In the video, she explains why someone might choose to film an intense grieving moment.

"I wish I had any video evidence of how this felt," she said. "Grief is so disorienting. It feels like you made it up. And grief needs a witness. And you know what? Consider yourself lucky if you don't know why she would film it. But she's filming it for you. She's filming it so that if you find yourself in this unfortunate position or know someone who does, you know what grief actually looks like."

McInerny is right. We don't see grief very often in our society, and it's even more rare that we see it being experienced and expressed publicly. People usually do their intense grieving in private, either because that's what they feel most comfortable with or because that's what other people feel most comfortable with.

But grieving isn't comfortable. It's messy and intense and unpredictable. It has no set trajectory and no timeline. And if we never see grief in all its raw, real glory, we might feel like something's wrong with us if (or when) we go through a tragic loss ourselves.

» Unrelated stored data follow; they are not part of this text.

//! Author lookup for observed messages
//!
//! The Bot API cannot fetch an arbitrary message by id, so the purge engine
//! resolves authors from this log instead. Every message the bot sees is
//! recorded; deleted messages leave a tombstone so later lookups report
//! them as gone.

use moka::future::Cache;
use oxide_purge_core::platform::{MessageAuthor, MessageRecord};
use oxide_purge_core::{ChatId, MessageId, PlatformError, UserId};
use std::time::Duration;
use teloxide::types::Message;

#[derive(Debug, Clone, Copy, PartialEq, Eq)]
enum Entry {
    Seen(MessageAuthor),
    Deleted,
}

/// Bounded, expiring map of `(chat, message)` to author
#[derive(Clone)]
pub struct MessageLog {
    cache: Cache<(i64, i32), Entry>,
}

impl MessageLog {
    /// Create a log keeping entries for `ttl_secs`, at most `max_capacity` of them
    #[must_use]
    pub fn new(ttl_secs: u64, max_capacity: u64) -> Self {
        Self {
            cache: Cache::builder()
                .max_capacity(max_capacity)
                .time_to_live(Duration::from_secs(ttl_secs))
                .build(),
        }
    }

    /// Record an incoming or edited message
    pub async fn record(&self, msg: &Message) {
        self.record_parts(ChatId(msg.chat.id.0), MessageId(msg.id.0), author_of(msg))
            .await;
    }

    /// Record a message from its parts
    pub async fn record_parts(&self, chat: ChatId, id: MessageId, author: MessageAuthor) {
        let key = (chat.0, id.0);
        // A late edit must not resurrect a deleted message
        if self.cache.get(&key).await == Some(Entry::Deleted) {
            return;
        }
        self.cache.insert(key, Entry::Seen(author)).await;
    }

    /// Mark a message as deleted
    pub async fn tombstone(&self, chat: ChatId, id: MessageId) {
        self.cache.insert((chat.0, id.0), Entry::Deleted).await;
    }

    /// Resolve a message. Unseen messages have an `Unknown` author.
    ///
    /// # Errors
    ///
    /// Returns `PlatformError::NotFound` for tombstoned messages.
    pub async fn lookup(&self, chat: ChatId, id: MessageId) -> Result<MessageRecord, PlatformError> {
        match self.cache.get(&(chat.0, id.0)).await {
            Some(Entry::Deleted) => Err(PlatformError::NotFound),
            Some(Entry::Seen(author)) => Ok(MessageRecord { id, author }),
            None => Ok(MessageRecord {
                id,
                author: MessageAuthor::Unknown,
            }),
        }
    }

    /// Approximate number of remembered messages
    #[must_use]
    pub fn entry_count(&self) -> u64 {
        self.cache.entry_count()
    }
}

/// Attribution of a Telegram message.
///
/// `sender_chat` wins over `from`: anonymous administrators and channel
/// posts carry a placeholder user in `from`.
#[must_use]
pub fn author_of(msg: &Message) -> MessageAuthor {
    if let Some(chat) = &msg.sender_chat {
        return MessageAuthor::Chat(ChatId(chat.id.0));
    }
    msg.from
        .as_ref()
        .map_or(MessageAuthor::Unknown, |user| {
            MessageAuthor::User(UserId(user.id.0))
        })
}
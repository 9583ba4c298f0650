//! Job registry
//!
//! Guarantees at most one running purge per chat. A slot is held by a
//! [`JobGuard`] and released when the guard is dropped, whatever way the
//! job ends (including panics inside the spawned task).

use chrono::{DateTime, Utc};
use std::collections::HashMap;
use std::fmt::Debug;
use std::hash::Hash;
use std::sync::{Arc, Mutex, MutexGuard, PoisonError};
use tokio_util::sync::CancellationToken;
use tracing::{debug, info, warn};
use uuid::Uuid;

/// Bookkeeping for a running job
#[derive(Debug, Clone)]
pub struct ActiveJob {
    /// Job identifier, shared with the engine's log spans
    pub job_id: Uuid,
    /// Fired by [`JobRegistry::cancel`]
    pub cancellation: CancellationToken,
    /// When the slot was acquired
    pub started_at: DateTime<Utc>,
}

type Slots<Id> = Arc<Mutex<HashMap<Id, ActiveJob>>>;

/// Registry of running jobs keyed by chat
///
/// Generic over the chat key so transports can use their own identifiers.
pub struct JobRegistry<Id: Hash + Eq + Clone + Send + Debug + 'static> {
    slots: Slots<Id>,
}

impl<Id: Hash + Eq + Clone + Send + Debug + 'static> Clone for JobRegistry<Id> {
    fn clone(&self) -> Self {
        Self {
            slots: Arc::clone(&self.slots),
        }
    }
}

impl<Id: Hash + Eq + Clone + Send + Debug + 'static> Default for JobRegistry<Id> {
    fn default() -> Self {
        Self::new()
    }
}

impl<Id: Hash + Eq + Clone + Send + Debug + 'static> JobRegistry<Id> {
    /// Create a new empty registry
    #[must_use]
    pub fn new() -> Self {
        Self {
            slots: Arc::new(Mutex::new(HashMap::new())),
        }
    }

    fn lock(&self) -> MutexGuard<'_, HashMap<Id, ActiveJob>> {
        lock_slots(&self.slots)
    }

    /// Claim the slot for `id`.
    ///
    /// Returns `None` while another job for the same key is running.
    #[must_use]
    pub fn try_acquire(&self, id: Id) -> Option<JobGuard<Id>> {
        let mut slots = self.lock();
        if let Some(active) = slots.get(&id) {
            debug!(chat = ?id, job_id = %active.job_id, "Purge already running");
            return None;
        }

        let job = ActiveJob {
            job_id: Uuid::new_v4(),
            cancellation: CancellationToken::new(),
            started_at: Utc::now(),
        };
        slots.insert(id.clone(), job.clone());
        info!(chat = ?id, job_id = %job.job_id, "Purge slot acquired");

        Some(JobGuard {
            id,
            job,
            slots: Arc::clone(&self.slots),
        })
    }

    /// Request cancellation of the job running for `id`
    ///
    /// Returns `true` if a job was found.
    pub fn cancel(&self, id: &Id) -> bool {
        if let Some(active) = self.lock().get(id) {
            active.cancellation.cancel();
            info!(chat = ?id, job_id = %active.job_id, "Cancellation requested for purge");
            true
        } else {
            warn!(chat = ?id, "No running purge to cancel");
            false
        }
    }

    /// Snapshot of the job running for `id`
    #[must_use]
    pub fn get(&self, id: &Id) -> Option<ActiveJob> {
        self.lock().get(id).cloned()
    }

    /// Check if a job is running for `id`
    #[must_use]
    pub fn is_running(&self, id: &Id) -> bool {
        self.lock().contains_key(id)
    }

    /// Number of running jobs
    #[must_use]
    pub fn len(&self) -> usize {
        self.lock().len()
    }

    /// Check if no job is running
    #[must_use]
    pub fn is_empty(&self) -> bool {
        self.lock().is_empty()
    }
}

fn lock_slots<Id>(slots: &Mutex<HashMap<Id, ActiveJob>>) -> MutexGuard<'_, HashMap<Id, ActiveJob>> {
    slots.lock().unwrap_or_else(PoisonError::into_inner)
}

/// Exclusive claim on one chat; releases the slot on drop
#[derive(Debug)]
pub struct JobGuard<Id: Hash + Eq + Clone + Send + Debug + 'static> {
    id: Id,
    job: ActiveJob,
    slots: Slots<Id>,
}

impl<Id: Hash + Eq + Clone + Send + Debug + 'static> JobGuard<Id> {
    /// Key this guard holds
    pub const fn id(&self) -> &Id {
        &self.id
    }

    /// Job identifier assigned at acquisition
    #[must_use]
    pub const fn job_id(&self) -> Uuid {
        self.job.job_id
    }

    /// Token the job must poll
    #[must_use]
    pub fn cancellation(&self) -> CancellationToken {
        self.job.cancellation.clone()
    }
}

impl<Id: Hash + Eq + Clone + Send + Debug + 'static> Drop for JobGuard<Id> {
    fn drop(&mut self) {
        let mut slots = lock_slots(&self.slots);
        // Only remove our own entry
        if slots
            .get(&self.id)
            .is_some_and(|active| active.job_id == self.job.job_id)
        {
            slots.remove(&self.id);
            debug!(chat = ?self.id, job_id = %self.job.job_id, "Purge slot released");
        }
    }
}

/// Registry keyed by Telegram chat id
pub type TelegramJobRegistry = JobRegistry<i64>;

Those commenting negatively may have learned something if they'd simply read some of the other comments on Sansam's video. Person after person shared their stories of understanding and solidarity as well as their gratitude to Sansam for showing what she was experiencing:

"❤️😢 Some people may think it's strange to post about grief, but honestly I appreciate every single account I come across 😢 and send love and healing energy to everyone who understands the loss of a loved one. 🙏🏽"

"You know that hug-the-vase thing? Yes, that’s real, because that’s the closest we’ll ever get to hugging them again. I hugged my father’s urn every chance I could, knowing I can’t hug him again til the next life. 🙏🏼 Hug your loved ones if you still get a chance, but that hug then breaking down while doing it. Thats as real as it gets. 💙 Stay strong, praying for you. 🙏🏼"

"I’m so sorry… My daughter Azalea passed away in December and picking up her ashes was one of the hardest days of my life. It made her death feel so final. 💔"

"So sorry for your loss! I lost my wife in December. She was only 47. I also lost my son in June who was only 12. Know you’re not alone. Lean on friends, lean on family. Most important, talk to him every day. Ask him for signs to help ease the pain. He will come through for you. Love lasts forever! 🙏🏻❤️"

"I lost my husband young… it’s a painful thing to live with❤️❤️what I can tell you is that the pain and grief will become less consuming. You can do this…."

"I wept at this video for you and for my 42 year old self that had to do the same thing. I remember going by myself to pick them up and just breaking down in the car. I’m so so sorry you went through this at such a young age! Hugs, my widow sister." ❤️

"I picked my Mom up in January. I drove the roads we knew so well through San Diego and talked to her about the memories in each area. I think I just kept talking because I would have lost my mind thinking about the reality of what I was doing. Thank you for sharing such a vulnerable moment. May he rest in peace."

The bottom line is if we haven't been through it ourselves, we have no right to judge. And even if we have experienced something similar, everyone's process is different and what seems weird to one person might be normal or necessary for another, so we still shouldn't judge.

Thank you, Nora McInerny, for the important reminder.